Five Times You Should Stop Drinking Water

Friday 7 April 2017

Five Times You Should Stop Drinking Water


There is no question about the importance of water in our life, but have you ever wonder if there is any such thing as 'water abuse'? Read on...

Water not only keeps us hydrated, it also helps us avoid overeating, and could even help burn those unwanted extra calories.

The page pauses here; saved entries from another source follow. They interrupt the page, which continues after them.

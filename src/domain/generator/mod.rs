//! Generator domain - named strategies producing one flavor of artifact

mod cairn;
mod promenade;
mod registry;

pub use cairn::CairnGenerator;
pub use promenade::PromenadeGenerator;
pub use registry::GeneratorRegistry;

use std::fmt::Debug;
use std::time::Instant;

use async_trait::async_trait;
use tracing::info;

use crate::domain::cache::{CachedValue, ResponseCache};
use crate::domain::llm::{GenerationBackend, GenerationRequest, Usage};
use crate::domain::pattern::Pattern;
use crate::domain::DomainError;

/// A named response strategy sharing the pattern cache protocol.
///
/// Implementors supply the namespace, persona and prompt template; `invoke`
/// and `respond` are shared.
#[async_trait]
pub trait Generator: Send + Sync + Debug {
    /// Identifier used in cache keys and as the dispatch discriminator
    fn namespace(&self) -> &str;

    /// Persona sent as the system role of every generation call
    fn system_role(&self) -> &str;

    /// Substitutes the pattern into this generator's prompt template
    fn build_prompt(&self, pattern: &Pattern) -> String;

    /// Model override for this generator, if any
    fn model(&self) -> Option<&str> {
        None
    }

    /// Calls the backend and returns its raw serialized envelope
    async fn invoke(
        &self,
        pattern: &Pattern,
        backend: &dyn GenerationBackend,
    ) -> Result<String, DomainError> {
        let mut request = GenerationRequest::new(self.system_role(), self.build_prompt(pattern));

        if let Some(model) = self.model() {
            request = request.with_model(model);
        }

        let start = Instant::now();
        let envelope = backend.generate(request).await?;

        info!(
            namespace = %self.namespace(),
            backend = backend.backend_name(),
            id = envelope.id.as_deref().unwrap_or_default(),
            model = envelope.model.as_deref().unwrap_or_default(),
            stop_reason = envelope.stop_reason.as_deref().unwrap_or_default(),
            text_chars = envelope.text.chars().count(),
            output_tokens = envelope.usage.as_ref().map(|u| u.output_tokens).unwrap_or_default(),
            total_tokens = envelope.usage.as_ref().map(Usage::total).unwrap_or_default(),
            duration_ms = start.elapsed().as_millis() as u64,
            "Generated artifact"
        );

        Ok(envelope.into_raw())
    }

    /// Serves the artifact for `pattern`, generating it on a cache miss
    async fn respond(
        &self,
        pattern: &Pattern,
        cache: &ResponseCache,
        backend: &dyn GenerationBackend,
    ) -> Result<CachedValue, DomainError> {
        cache
            .get_or_compute(self.namespace(), pattern, || self.invoke(pattern, backend))
            .await
    }
}

/// Interaction characteristics shared by every prompt template
fn characteristics(pattern: &Pattern) -> String {
    format!(
        "Recent Interaction Pattern: {summary}\n\
         Interaction Characteristics:\n\
         - On a scale of 0 to 1 with 0 being rhythmic and 1 being chaotic, this pattern is {temporal}\n\
         - On a scale of 0 to 1 with 0 being clustered and 1 being scattered, this pattern is {spatial}",
        summary = pattern.summary,
        temporal = pattern.temporal_text(),
        spatial = pattern.spatial_text(),
    )
}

However, experts say there are a few times when you should not drink water. Such as these ones:


(1) When you’ve taken much water already

Experts say though it’s rare, you can still drink so much water to the point of putting your health at risk. For instance, integrative physician, Dr. Taz Bhatia, warns that if you drink enough to dilute your body’s natural balance of salt, you can become too low in sodium, medically known as hyponatremia. Too much water can also lead to cell swelling that can cause nausea, vomiting, seizures, and even death.

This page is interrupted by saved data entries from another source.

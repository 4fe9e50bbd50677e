//! Pattern domain - the normalized description of an interaction sample

mod quantize;

pub use quantize::{parse_coordinate, to_fixed};

use serde::{Deserialize, Deserializer, Serialize};

/// A quantizable sample of user interaction.
///
/// Coordinates are carried as their wire text. They are only interpreted as
/// numbers when a cache key is derived, so prompts see exactly what the
/// client sent. An absent coordinate is `None` and quantizes to `NaN`; an
/// explicit `null` is empty text and quantizes to `0.00`.
#[derive(Debug, Clone, Default, PartialEq, Eq, Serialize, Deserialize)]
pub struct Pattern {
    /// 0 = rhythmic, 1 = chaotic
    #[serde(
        default,
        deserialize_with = "coordinate",
        skip_serializing_if = "Option::is_none"
    )]
    pub temporal: Option<String>,
    /// 0 = clustered, 1 = scattered
    #[serde(
        default,
        alias = "spacial",
        deserialize_with = "coordinate",
        skip_serializing_if = "Option::is_none"
    )]
    pub spatial: Option<String>,
    #[serde(default)]
    pub summary: String,
    /// Selects the generator that handles this pattern
    #[serde(rename = "type", default, skip_serializing_if = "Option::is_none")]
    pub pattern_type: Option<String>,
}

impl Pattern {
    pub fn new(
        pattern_type: impl Into<String>,
        temporal: impl Into<String>,
        spatial: impl Into<String>,
        summary: impl Into<String>,
    ) -> Self {
        Self {
            temporal: Some(temporal.into()),
            spatial: Some(spatial.into()),
            summary: summary.into(),
            pattern_type: Some(pattern_type.into()),
        }
    }

    /// Wire text of the temporal coordinate, empty when absent
    pub fn temporal_text(&self) -> &str {
        self.temporal.as_deref().unwrap_or_default()
    }

    pub fn spatial_text(&self) -> &str {
        self.spatial.as_deref().unwrap_or_default()
    }

    pub fn temporal_value(&self) -> f64 {
        coordinate_value(self.temporal.as_deref())
    }

    pub fn spatial_value(&self) -> f64 {
        coordinate_value(self.spatial.as_deref())
    }
}

/// Inbound request body
#[derive(Debug, Clone, Serialize, Deserialize)]
pub struct PatternRequest {
    pub pattern: Pattern,
    /// Read from the wire but not used for dispatch or keying
    #[serde(
        rename = "sessionToken",
        default,
        skip_serializing_if = "Option::is_none"
    )]
    pub session_token: Option<String>,
}

impl PatternRequest {
    pub fn new(pattern: Pattern) -> Self {
        Self {
            pattern,
            session_token: None,
        }
    }

    pub fn with_session_token(mut self, token: impl Into<String>) -> Self {
        self.session_token = Some(token.into());
        self
    }
}

fn coordinate_value(text: Option<&str>) -> f64 {
    text.map_or(f64::NAN, parse_coordinate)
}

/// Accepts a coordinate as a JSON string or number; `null` becomes empty text.
fn coordinate<'de, D>(deserializer: D) -> Result<Option<String>, D::Error>
where
    D: Deserializer<'de>,
{
    use serde::de::Error;

    match serde_json::Value::deserialize(deserializer)? {
        serde_json::Value::String(text) => Ok(Some(text)),
        serde_json::Value::Number(number) => Ok(Some(number.to_string())),
        serde_json::Value::Null => Ok(Some(String::new())),
        other => Err(D::Error::custom(format!(
            "coordinate must be a string or number, got {}",
            json_type_name(&other)
        ))),
    }
}

fn json_type_name(value: &serde_json::Value) -> &'static str {
    match value {
        serde_json::Value::Null => "null",
        serde_json::Value::Bool(_) => "boolean",
        serde_json::Value::Number(_) => "number",
        serde_json::Value::String(_) => "string",
        serde_json::Value::Array(_) => "array",
        serde_json::Value::Object(_) => "object",
    }
}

(2) When your pee is clear

Each time you pee, take a look in the bathroom. If you see a light lemonade shade, you’ve reached optimal hydration status. If you see only clear urine in the bowl, you can probably reduce your water intake a little. Darker yellow is a sign that you need water.

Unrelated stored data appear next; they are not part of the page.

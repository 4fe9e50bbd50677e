//! Health check endpoints for Kubernetes probes

use std::time::Instant;

use axum::{extract::State, http::StatusCode, response::IntoResponse};

use crate::api::types::Json;
use serde::Serialize;

use super::state::AppState;

/// Detailed health response with component status
#[derive(Serialize)]
pub struct HealthResponse {
    pub status: HealthStatus,
    pub version: String,
    #[serde(skip_serializing_if = "Option::is_none")]
    pub checks: Option<Vec<HealthCheck>>,
    #[serde(skip_serializing_if = "Option::is_none")]
    pub latency_ms: Option<u64>,
}

/// Health check status
#[derive(Debug, Serialize, Clone, Copy, PartialEq, Eq)]
#[serde(rename_all = "lowercase")]
pub enum HealthStatus {
    Healthy,
    Degraded,
    Unhealthy,
}

/// Individual component health check
#[derive(Serialize)]
pub struct HealthCheck {
    pub name: String,
    pub status: HealthStatus,
    #[serde(skip_serializing_if = "Option::is_none")]
    pub message: Option<String>,
    #[serde(skip_serializing_if = "Option::is_none")]
    pub latency_ms: Option<u64>,
}

/// Simple health check - returns 200 if the service is running
/// Used for basic liveness probes
pub async fn health_check() -> impl IntoResponse {
    let response = HealthResponse {
        status: HealthStatus::Healthy,
        version: env!("CARGO_PKG_VERSION").to_string(),
        checks: None,
        latency_ms: None,
    };

    (StatusCode::OK, Json(response))
}

/// Readiness check - the service is ready when its store answers
pub async fn ready_check(State(state): State<AppState>) -> impl IntoResponse {
    let start = Instant::now();
    let store_check = check_store(&state).await;

    let overall_status = store_check.status;
    let response = HealthResponse {
        status: overall_status,
        version: env!("CARGO_PKG_VERSION").to_string(),
        checks: Some(vec![store_check]),
        latency_ms: Some(start.elapsed().as_millis() as u64),
    };

    let status_code = match overall_status {
        HealthStatus::Healthy | HealthStatus::Degraded => StatusCode::OK,
        HealthStatus::Unhealthy => StatusCode::SERVICE_UNAVAILABLE,
    };

    (status_code, Json(response))
}

/// Liveness check - simple check to verify the service is running
/// Used for Kubernetes liveness probes to detect crashes
pub async fn live_check() -> impl IntoResponse {
    StatusCode::OK
}

/// Key probed by the readiness check; it is never written
const READY_PROBE_KEY: &str = "__ready__";

async fn check_store(state: &AppState) -> HealthCheck {
    let start = Instant::now();
    let name = format!("store:{}", state.store.backend_name());

    match state.store.get(READY_PROBE_KEY).await {
        Ok(_) => HealthCheck {
            name,
            status: HealthStatus::Healthy,
            message: None,
            latency_ms: Some(start.elapsed().as_millis() as u64),
        },
        Err(e) => HealthCheck {
            name,
            status: HealthStatus::Unhealthy,
            message: Some(e.to_string()),
            latency_ms: Some(start.elapsed().as_millis() as u64),
        },
    }
}

#[cfg(test)]
mod tests {
    use super::*;

    #[test]
    fn test_health_status_serialization() {
        assert_eq!(
            serde_json::to_string(&HealthStatus::Healthy).unwrap(),
            "\"healthy\""
        );
        assert_eq!(
            serde_json::to_string(&HealthStatus::Degraded).unwrap(),
            "\"degraded\""
        );
        assert_eq!(
            serde_json::to_string(&HealthStatus::Unhealthy).unwrap(),
            "\"unhealthy\""
        );
    }

    #[test]
    fn test_health_response_serialization() {
        let response = HealthResponse {
            status: HealthStatus::Healthy,
            version: "1.0.0".to_string(),
            checks: None,
            latency_ms: None,
        };

        let json = serde_json::to_string(&response).unwrap();
        assert!(json.contains("\"status\":\"healthy\""));
        assert!(json.contains("\"version\":\"1.0.0\""));
        assert!(!json.contains("checks"));
    }

    #[test]
    fn test_health_response_with_checks() {
        let response = HealthResponse {
            status: HealthStatus::Degraded,
            version: "1.0.0".to_string(),
            checks: Some(vec![
                HealthCheck {
                    name: "store:redis".to_string(),
                    status: HealthStatus::Healthy,
                    message: None,
                    latency_ms: Some(5),
                },
                HealthCheck {
                    name: "generation".to_string(),
                    status: HealthStatus::Unhealthy,
                    message: Some("Connection refused".to_string()),
                    latency_ms: Some(100),
                },
            ]),
            latency_ms: Some(105),
        };

        let json = serde_json::to_string(&response).unwrap();
        assert!(json.contains("\"status\":\"degraded\""));
        assert!(json.contains("\"store:redis\""));
        assert!(json.contains("\"generation\""));
        assert!(json.contains("\"Connection refused\""));
    }

    #[tokio::test]
    async fn test_ready_check_reports_store() {
        use std::sync::Arc;

        use axum::body::to_bytes;

        use crate::domain::cache::MockStore;
        use crate::domain::llm::MockGenerationBackend;
        use crate::domain::{GeneratorRegistry, PatternRouter, ResponseCache};

        let healthy = Arc::new(MockStore::new());
        let failing = Arc::new(MockStore::new().with_read_error("connection refused"));

        for (store, expected) in [
            (healthy, StatusCode::OK),
            (failing, StatusCode::SERVICE_UNAVAILABLE),
        ] {
            let router = PatternRouter::new(
                Arc::new(GeneratorRegistry::with_defaults()),
                Arc::new(ResponseCache::new(store.clone())),
                Arc::new(MockGenerationBackend::new()),
            );
            let state = AppState::new(Arc::new(router), store);

            let response = ready_check(State(state)).await.into_response();
            assert_eq!(response.status(), expected);

            let bytes = to_bytes(response.into_body(), usize::MAX).await.unwrap();
            let body: serde_json::Value = serde_json::from_slice(&bytes).unwrap();
            assert_eq!(body["checks"][0]["name"], "store:mock");
        }
    }
}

(3) When you eat a big meal

If you drink a glass of water before a meal, you’ll eat a little bit less, as the fluid will fill the space in your stomach. Again, drinking too much water before or during a heavy meal can lead to discomfort, leaving you more bloated, Bhatia says.

(4) During intense workout for a long time

We lose electrolytes such as potassium and sodium through sweat. If you do serious exercise, you need to replace those crucial nutrients, which you can find in plain water. Rather than a sugary sports drink, though, you may be able to get the same boost from coconut water, which is naturally high in potassium, magnesium, sodium, and vitamin C without as many calories and with more fibre.

(5) When the water is sweetened

Flavoured waters often rely on zero-calorie sweeteners. However, these sweeteners have been linked to increased hunger and even weight gain in some studies. Bhatia says commercially available flavoured waters might do you more harm than good. Instead, try adding your own flavour to tap water by using lemon, lime, cucumber, watermelon, or berries.